Man dürfe getrost unterstellen, dass es kein guter Tarifvertrag sein wird, denn sonst würde der Arbeitgeber mit ver.di einen fairen Kompromiss suchen. Dass der ASB selbstherrlich entscheiden wolle, mit wem er einen Tarifvertrag abschließe, sei ein unglaubliches Vorgehen. „Der ASB in Görlitz tritt die verfassungsmäßig garantierte Koalitionsfreiheit mit Füßen. Wer so vorgeht, der sucht nicht die beste Lösung für seine Leute, der zeigt keine Wertschätzung, der will mit den Beschäftigten nicht auf Augenhöhe agieren“, so Urmann. Die ver.di-Mitglieder lassen sich aber nicht davon beeindrucken. Fast die halbe Belegschaft sei inzwischen in ver.di organisiert, um gemeinsam mit ver.di für Lohnerhöhungen und bessere Bedingungen zu kämpfen, erläutert Gewerkschafterin Menzel.

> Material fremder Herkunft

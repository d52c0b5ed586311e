// Genre and rating catalogs. Plain (id, name) rows with no associations of
// their own; deletes cascade into films at the storage level.

use std::sync::Arc;
use tracing::{info, instrument, warn};

use super::{not_found, require};
use crate::error::{AppError, AppResult};
use crate::infrastructure::Storage;
use crate::models::{Genre, GenreId, Mpa, MpaId};

#[derive(Clone)]
pub struct GenreRepository {
    storage: Arc<dyn Storage>,
}

impl GenreRepository {
    pub fn new(storage: Arc<dyn Storage>) -> Self {
        Self { storage }
    }

    #[instrument(skip(self, genre), fields(name = %genre.name))]
    pub async fn create(&self, genre: Genre) -> AppResult<Genre> {
        if let Some(id) = genre.id {
            if self.storage.get_genre(id).await?.is_some() {
                return Err(AppError::Conflict(format!("Genre {} already exists", id)));
            }
        }
        let created = self.storage.create_genre(genre).await?;
        info!(genre_id = ?created.id, "genre created");
        Ok(created)
    }

    pub async fn find_by_id(&self, id: GenreId) -> AppResult<Option<Genre>> {
        self.storage.get_genre(id).await
    }

    pub async fn get(&self, id: GenreId) -> AppResult<Genre> {
        require(self.find_by_id(id).await?, "Genre", id)
    }

    pub async fn find_all(&self) -> AppResult<Vec<Genre>> {
        self.storage.get_all_genres().await
    }

    #[instrument(skip(self, genre))]
    pub async fn update(&self, id: GenreId, genre: Genre) -> AppResult<Genre> {
        match self.storage.update_genre(id, genre).await? {
            Some(updated) => Ok(updated),
            None => {
                warn!(genre_id = id, "update of unknown genre");
                Err(not_found("Genre", id))
            }
        }
    }

    #[instrument(skip(self))]
    pub async fn delete(&self, id: GenreId) -> AppResult<bool> {
        self.storage.delete_genre(id).await
    }
}

#[derive(Clone)]
pub struct MpaRepository {
    storage: Arc<dyn Storage>,
}

impl MpaRepository {
    pub fn new(storage: Arc<dyn Storage>) -> Self {
        Self { storage }
    }

    #[instrument(skip(self, mpa), fields(name = %mpa.name))]
    pub async fn create(&self, mpa: Mpa) -> AppResult<Mpa> {
        if let Some(id) = mpa.id {
            if self.storage.get_mpa(id).await?.is_some() {
                return Err(AppError::Conflict(format!("Mpa {} already exists", id)));
            }
        }
        let created = self.storage.create_mpa(mpa).await?;
        info!(mpa_id = ?created.id, "rating created");
        Ok(created)
    }

    pub async fn find_by_id(&self, id: MpaId) -> AppResult<Option<Mpa>> {
        self.storage.get_mpa(id).await
    }

    pub async fn get(&self, id: MpaId) -> AppResult<Mpa> {
        require(self.find_by_id(id).await?, "Mpa", id)
    }

    pub async fn find_all(&self) -> AppResult<Vec<Mpa>> {
        self.storage.get_all_mpa().await
    }

    #[instrument(skip(self, mpa))]
    pub async fn update(&self, id: MpaId, mpa: Mpa) -> AppResult<Mpa> {
        match self.storage.update_mpa(id, mpa).await? {
            Some(updated) => Ok(updated),
            None => {
                warn!(mpa_id = id, "update of unknown rating");
                Err(not_found("Mpa", id))
            }
        }
    }

    /// Films rated `id` keep existing with no rating
    #[instrument(skip(self))]
    pub async fn delete(&self, id: MpaId) -> AppResult<bool> {
        self.storage.delete_mpa(id).await
    }
}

Die Beschäftigten beim ASB fühlen sich von der Geschäftsführung im Stich gelassen. „Erst haben wir während der Corona-Pandemie unsere eigene Gesundheit aufs Spiel gesetzt, jetzt fehlen uns die Fachkräfte“, fast Pflegefachkraft Mila Sonne die Situation zusammen, die ebenfalls schon viele Jahre beim ASB arbeitet. „Wir haben uns um Kranke und Sterbende gekümmert und sind selbst krank geworden. Wir haben so viel ertragen und der ASB verwehrt uns die Inflationsprämie und eine angemessene Lohnerhöhung.“ Dafür habe sie kein Verständnis. Im Gegenteil, ein Tarifvertrag mit ver.di würde die Arbeit attraktiver machen und neue Fachkräfte motivieren. Das wäre verantwortungsvoll und zukunftsweisend.